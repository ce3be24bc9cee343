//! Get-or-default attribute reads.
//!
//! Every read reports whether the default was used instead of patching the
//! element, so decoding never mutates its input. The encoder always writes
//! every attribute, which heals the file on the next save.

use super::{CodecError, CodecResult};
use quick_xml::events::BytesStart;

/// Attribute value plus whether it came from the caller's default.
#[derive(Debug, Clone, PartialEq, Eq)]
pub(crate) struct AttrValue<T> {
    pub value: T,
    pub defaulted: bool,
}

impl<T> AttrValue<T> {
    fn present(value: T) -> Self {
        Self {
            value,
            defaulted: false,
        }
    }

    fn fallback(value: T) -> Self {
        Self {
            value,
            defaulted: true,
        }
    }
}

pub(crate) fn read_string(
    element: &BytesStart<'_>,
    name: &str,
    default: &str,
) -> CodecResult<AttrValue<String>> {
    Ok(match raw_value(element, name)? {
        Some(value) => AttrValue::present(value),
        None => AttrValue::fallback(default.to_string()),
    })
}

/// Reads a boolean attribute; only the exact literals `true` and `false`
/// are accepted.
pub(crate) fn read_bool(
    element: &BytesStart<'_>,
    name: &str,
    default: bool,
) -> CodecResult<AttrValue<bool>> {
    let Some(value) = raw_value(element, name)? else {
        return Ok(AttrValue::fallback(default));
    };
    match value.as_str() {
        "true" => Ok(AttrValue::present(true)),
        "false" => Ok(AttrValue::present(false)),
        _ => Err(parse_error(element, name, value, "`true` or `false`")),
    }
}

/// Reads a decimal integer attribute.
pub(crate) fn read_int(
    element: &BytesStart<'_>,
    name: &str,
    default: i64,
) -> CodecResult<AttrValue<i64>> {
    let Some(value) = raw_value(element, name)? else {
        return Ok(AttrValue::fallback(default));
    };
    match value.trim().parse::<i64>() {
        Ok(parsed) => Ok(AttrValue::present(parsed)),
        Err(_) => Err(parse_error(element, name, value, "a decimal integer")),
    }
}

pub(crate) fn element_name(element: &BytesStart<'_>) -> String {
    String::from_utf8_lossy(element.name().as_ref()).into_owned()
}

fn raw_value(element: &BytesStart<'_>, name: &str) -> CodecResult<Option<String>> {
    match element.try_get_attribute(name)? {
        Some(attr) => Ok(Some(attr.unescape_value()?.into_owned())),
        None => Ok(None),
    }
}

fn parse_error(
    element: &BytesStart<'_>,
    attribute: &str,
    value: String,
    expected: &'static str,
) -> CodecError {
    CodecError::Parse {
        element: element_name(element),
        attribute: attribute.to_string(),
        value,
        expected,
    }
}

-=-=-

From the first line to the last, retype the material exactly.

repository ce3be24bc9cee343
//! Get-or-default attribute reads.
//!
//! Every read reports whether the default was used instead of patching the
//! element, so decoding never mutates its input. The encoder always writes
//! every attribute, which heals the file on the next save.

use super::{CodecError, CodecResult};
use quick_xml::events::BytesStart;

/// Attribute value plus whether it came from the caller's default.
#[derive(Debug, Clone, PartialEq, Eq)]
pub(crate) struct AttrValue<T> {
    pub value: T,
    pub defaulted: bool,
}

impl<T> AttrValue<T> {
    fn present(value: T) -> Self {
        Self {
            value,
            defaulted: false,
        }
    }

    fn fallback(value: T) -> Self {
        Self {
            value,
            defaulted: true,
        }
    }
}

pub(crate) fn read_string(
    element: &BytesStart<'_>,
    name: &str,
    default: &str,
) -> CodecResult<AttrValue<String>> {
    Ok(match raw_value(element, name)? {
        Some(value) => AttrValue::present(value),
        None => AttrValue::fallback(default.to_string()),
    })
}

/// Reads a boolean attribute; only the exact literals `true` and `false`
/// are accepted.
pub(crate) fn read_bool(
    element: &BytesStart<'_>,
    name: &str,
    default: bool,
) -> CodecResult<AttrValue<bool>> {
    let Some(value) = raw_value(element, name)? else {
        return Ok(AttrValue::fallback(default));
    };
    match value.as_str() {
        "true" => Ok(AttrValue::present(true)),
        "false" => Ok(AttrValue::present(false)),
        _ => Err(parse_error(element, name, value, "`true` or `false`")),
    }
}

/// Reads a decimal integer attribute.
pub(crate) fn read_int(
    element: &BytesStart<'_>,
    name: &str,
    default: i64,
) -> CodecResult<AttrValue<i64>> {
    let Some(value) = raw_value(element, name)? else {
        return Ok(AttrValue::fallback(default));
    };
    match value.trim().parse::<i64>() {
        Ok(parsed) => Ok(AttrValue::present(parsed)),
        Err(_) => Err(parse_error(element, name, value, "a decimal integer")),
    }
}

pub(crate) fn element_name(element: &BytesStart<'_>) -> String {
    String::from_utf8_lossy(element.name().as_ref()).into_owned()
}

fn raw_value(element: &BytesStart<'_>, name: &str) -> CodecResult<Option<String>> {
    match element.try_get_attribute(name)? {
        Some(attr) => Ok(Some(attr.unescape_value()?.into_owned())),
        None => Ok(None),
    }
}

fn parse_error(
    element: &BytesStart<'_>,
    attribute: &str,
    value: String,
    expected: &'static str,
) -> CodecError {
    CodecError::Parse {
        element: element_name(element),
        attribute: attribute.to_string(),
        value,
        expected,
    }
}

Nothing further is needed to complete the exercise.